Glacial erosion transforms the landscape around glaciers through processes of plucking and abrasion, producing unique landforms such as lakes, horns, rock basins, and moraine.
A river will erode landscapes as it flows, but glaciers erode differently; in this article, we will investigate these differences and how they occur.
Freeze-thaw weathering
Freeze-thaw weathering (also referred to as frost-shattering) is a type of glacial erosion found in cold climates. It happens when water that has infiltrated cracks and fissures freezes during the day before expanding and thawing at night, weakening cohesion between mineral grains in rocks, eventually breaking them apart to produce crevices, talus slopes and boulder fields of loose, angular fragments.
The sediments created from glacial erosion contribute to soil development, ecosystem processes and geologists reconstructing Earth history. Furthermore, they provide microhabitats for flora and fauna who flourish within these unique conditions – testament to glacial erosion’s power.
Plucking
Glaciers can be powerful forces of nature, creating landforms through erosion. As they move along their journey they scrape against rocks and sediment that come in their path, breaking apart what remains into pieces that are then carried along on the glacier’s journey.
Hitchhiking rocks and sediment typically range in size from small particles to larger boulders, leading to glacially abraded surfaces bearing many types of “tool marks”, from microscopic scratches to deep gouges over several metres long.
Glaciers’ ability to collect rocks and sediment contributes to the great lakes’ size; Lake Winnipeg in Canada in particular has seen rapid glacial advances over time due to this effect. Glaciers also plow through sediment with ease, producing fluting effects known as fluting on their edges.
Abrasion
Glaciers can have a dramatic impact on the landscape. Their influence comes through erosion processes like plucking and abrasion, shaping it in unexpected ways.
Glacier ice contains bits of rock, sediment, and debris which have a rough, sandy texture. As they float downhill, glaciers drag these “clasts” over bedrock surfaces where they grind them away to leave scratches called striations scars on its surface.
These scratches help form various landforms, including U-shaped valleys, horns and moraine. Furthermore, their scratches affect erosion rates in cirque and trough canyons, playing an integral part in geohazards associated with glaciers’ cliffs and slopes; their presence also plays a part in ribbon lakes formed when multiple glaciers carve valleys into mountain sides simultaneously.
Interlocking spurs
When rivers encounter hilly or mountainous terrain, their course often curves around resistant rocks to avoid them and their edges create interlocking spurs that create interlocking spurs.
These ridge-like features are created through a combination of plucking and abrasion. Although glaciated landscapes tend to experience this process more frequently, similar conditions exist wherever erosion and landform shaping take place.
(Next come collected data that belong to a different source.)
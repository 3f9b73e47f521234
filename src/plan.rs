//! Plan and step state machines.
//!
//! Steps move forward only: `Pending -> InProgress -> {Succeeded, Failed, Skipped}`.
//! Replanning never rewrites a step in place; it retires the unfinished suffix
//! and appends fresh `Pending` steps.

use serde::{Deserialize, Serialize};

use crate::error::TransitionError;
use crate::types::Action;

#[derive(Debug, Clone, PartialEq, Eq, Serialize, Deserialize)]
#[serde(tag = "state", rename_all = "snake_case")]
pub enum StepStatus {
    Pending,
    InProgress,
    Succeeded,
    Failed { reason: String },
    Skipped,
}

impl StepStatus {
    pub fn is_terminal(&self) -> bool {
        matches!(
            self,
            StepStatus::Succeeded | StepStatus::Failed { .. } | StepStatus::Skipped
        )
    }
}

#[derive(Debug, Clone, PartialEq, Serialize, Deserialize)]
pub struct PlanStep {
    pub id: u32,
    pub description: String,
    /// Derived just before execution, against the page as it is then.
    pub action: Option<Action>,
    pub status: StepStatus,
    pub retries: u32,
}

impl PlanStep {
    pub fn new(id: u32, description: impl Into<String>) -> Self {
        Self {
            id,
            description: description.into(),
            action: None,
            status: StepStatus::Pending,
            retries: 0,
        }
    }

    pub fn start(&mut self) -> Result<(), TransitionError> {
        match self.status {
            StepStatus::Pending => {
                self.status = StepStatus::InProgress;
                Ok(())
            }
            _ => Err(self.invalid("in_progress")),
        }
    }

    pub fn succeed(&mut self) -> Result<(), TransitionError> {
        self.finish(StepStatus::Succeeded, "succeeded")
    }

    pub fn fail(&mut self, reason: impl Into<String>) -> Result<(), TransitionError> {
        self.finish(
            StepStatus::Failed {
                reason: reason.into(),
            },
            "failed",
        )
    }

    /// Pending steps may be skipped without ever running.
    pub fn skip(&mut self) -> Result<(), TransitionError> {
        match self.status {
            StepStatus::Pending | StepStatus::InProgress => {
                self.status = StepStatus::Skipped;
                Ok(())
            }
            _ => Err(self.invalid("skipped")),
        }
    }

    fn finish(&mut self, next: StepStatus, name: &'static str) -> Result<(), TransitionError> {
        if self.status != StepStatus::InProgress {
            return Err(self.invalid(name));
        }
        self.status = next;
        Ok(())
    }

    fn invalid(&self, to: &'static str) -> TransitionError {
        TransitionError {
            from: self.status.clone(),
            to,
        }
    }
}

#[derive(Debug, Clone, Copy, PartialEq, Eq, Serialize, Deserialize)]
#[serde(rename_all = "snake_case")]
pub enum PlanStatus {
    Planned,
    Executing,
    Completed,
    Aborted,
}

#[derive(Debug, Clone, PartialEq, Serialize, Deserialize)]
pub struct Plan {
    pub task: String,
    pub steps: Vec<PlanStep>,
    pub status: PlanStatus,
    pub replans: u32,
    /// Steps retired by replanning, kept for diagnostics.
    pub superseded: Vec<PlanStep>,
    next_id: u32,
}

impl Plan {
    pub fn new<I, S>(task: impl Into<String>, descriptions: I) -> Self
    where
        I: IntoIterator<Item = S>,
        S: Into<String>,
    {
        let mut plan = Self {
            task: task.into(),
            steps: Vec::new(),
            status: PlanStatus::Planned,
            replans: 0,
            superseded: Vec::new(),
            next_id: 1,
        };
        for description in descriptions {
            plan.push_step(description.into());
        }
        plan
    }

    fn push_step(&mut self, description: String) {
        self.steps.push(PlanStep::new(self.next_id, description));
        self.next_id += 1;
    }

    /// Index of the first step still waiting to run.
    pub fn next_pending(&self) -> Option<usize> {
        self.steps
            .iter()
            .position(|step| step.status == StepStatus::Pending)
    }

    pub fn is_finished(&self) -> bool {
        matches!(self.status, PlanStatus::Completed | PlanStatus::Aborted)
    }

    /// True when every step ended in `Succeeded` or `Skipped`.
    pub fn all_steps_done(&self) -> bool {
        self.steps
            .iter()
            .all(|step| matches!(step.status, StepStatus::Succeeded | StepStatus::Skipped))
    }

    pub fn begin(&mut self) {
        if self.status == PlanStatus::Planned {
            self.status = PlanStatus::Executing;
        }
    }

    /// Moves to `Completed` if every step is done; returns whether it did.
    pub fn try_complete(&mut self) -> bool {
        if self.status == PlanStatus::Executing && self.all_steps_done() {
            self.status = PlanStatus::Completed;
            true
        } else {
            false
        }
    }

    pub fn abort(&mut self) {
        if !self.is_finished() {
            self.status = PlanStatus::Aborted;
        }
    }

    /// Descriptions of steps from `from` onwards that are still replaceable.
    pub fn replaceable_suffix(&self, from: usize) -> Vec<String> {
        self.steps[from.min(self.steps.len())..]
            .iter()
            .filter(|step| {
                matches!(
                    step.status,
                    StepStatus::Pending | StepStatus::Failed { .. }
                )
            })
            .map(|step| step.description.clone())
            .collect()
    }

    /// Retires every step from `from` onwards and appends `descriptions` as new
    /// pending steps. Fails without touching the plan if any retired step is in
    /// progress or already finished successfully.
    pub fn replace_suffix(
        &mut self,
        from: usize,
        descriptions: Vec<String>,
    ) -> Result<(), TransitionError> {
        let from = from.min(self.steps.len());
        if let Some(step) = self.steps[from..].iter().find(|step| {
            !matches!(
                step.status,
                StepStatus::Pending | StepStatus::Failed { .. }
            )
        }) {
            return Err(TransitionError {
                from: step.status.clone(),
                to: "replaced",
            });
        }

        let retired = self.steps.split_off(from);
        self.superseded.extend(retired);
        for description in descriptions {
            self.push_step(description);
        }
        self.replans += 1;
        Ok(())
    }
}

#[cfg(test)]
mod tests {
    use super::*;

    #[test]
    fn steps_only_move_forward() {
        let mut step = PlanStep::new(1, "open the page");
        assert!(step.succeed().is_err());
        step.start().unwrap();
        assert!(step.start().is_err());
        step.succeed().unwrap();
        assert!(step.fail("late").is_err());
        assert!(step.skip().is_err());
        assert_eq!(step.status, StepStatus::Succeeded);
    }

    #[test]
    fn plan_completes_only_when_all_steps_done() {
        let mut plan = Plan::new("task", ["a", "b"]);
        plan.begin();
        plan.steps[0].start().unwrap();
        plan.steps[0].succeed().unwrap();
        assert!(!plan.try_complete());
        plan.steps[1].skip().unwrap();
        assert!(plan.try_complete());
        assert_eq!(plan.status, PlanStatus::Completed);
    }

    #[test]
    fn replace_suffix_keeps_succeeded_prefix() {
        let mut plan = Plan::new("task", ["one", "two", "three"]);
        plan.begin();
        plan.steps[0].start().unwrap();
        plan.steps[0].succeed().unwrap();
        plan.steps[1].start().unwrap();
        plan.steps[1].fail("no button").unwrap();

        assert_eq!(plan.replaceable_suffix(1), vec!["two", "three"]);
        plan.replace_suffix(1, vec!["two again".into(), "three".into()])
            .unwrap();

        assert_eq!(plan.steps.len(), 3);
        assert_eq!(plan.steps[0].status, StepStatus::Succeeded);
        assert_eq!(plan.steps[0].id, 1);
        assert_eq!(plan.steps[1].description, "two again");
        assert_eq!(plan.steps[1].status, StepStatus::Pending);
        assert_eq!(plan.steps[1].id, 4);
        assert_eq!(plan.superseded.len(), 2);
        assert_eq!(plan.replans, 1);
    }

    #[test]
    fn replace_suffix_refuses_to_touch_succeeded_steps() {
        let mut plan = Plan::new("task", ["one", "two"]);
        plan.steps[0].start().unwrap();
        plan.steps[0].succeed().unwrap();
        let before = plan.clone();
        assert!(plan.replace_suffix(0, vec!["x".into()]).is_err());
        assert_eq!(plan, before);
    }
}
Glacial plucking occurs when a glacier travels over harder-to-erode rocks than their surroundings, leading to rock fragments being worn away by abrasion and eventually breaking apart entirely over time; eventually this process results in what is known as truncated spur formation.
Ribbon lakes
glaciers typically erode landscapes through abrasion and plucking, but there are other processes at work too. If certain rocks are harder than their surrounding ones to erode, they may stick out from valley bottoms and be “picked up” by glaciers – creating truncated spurs and hanging valleys; ribbon lakes may form too; these long thin finger lakes typically found in glacial troughs are another outcome.
Other features formed by glacial erosion include aretes, corries, rock lips and pyramidal peaks; ribbon lakes form in hollows between truncated spurs near glacial termini; moraines, eskers and kames are other depositional features created by glacial erosion; while glacial striations is the scratch left by moving ice on rocks as it grinds them against each other.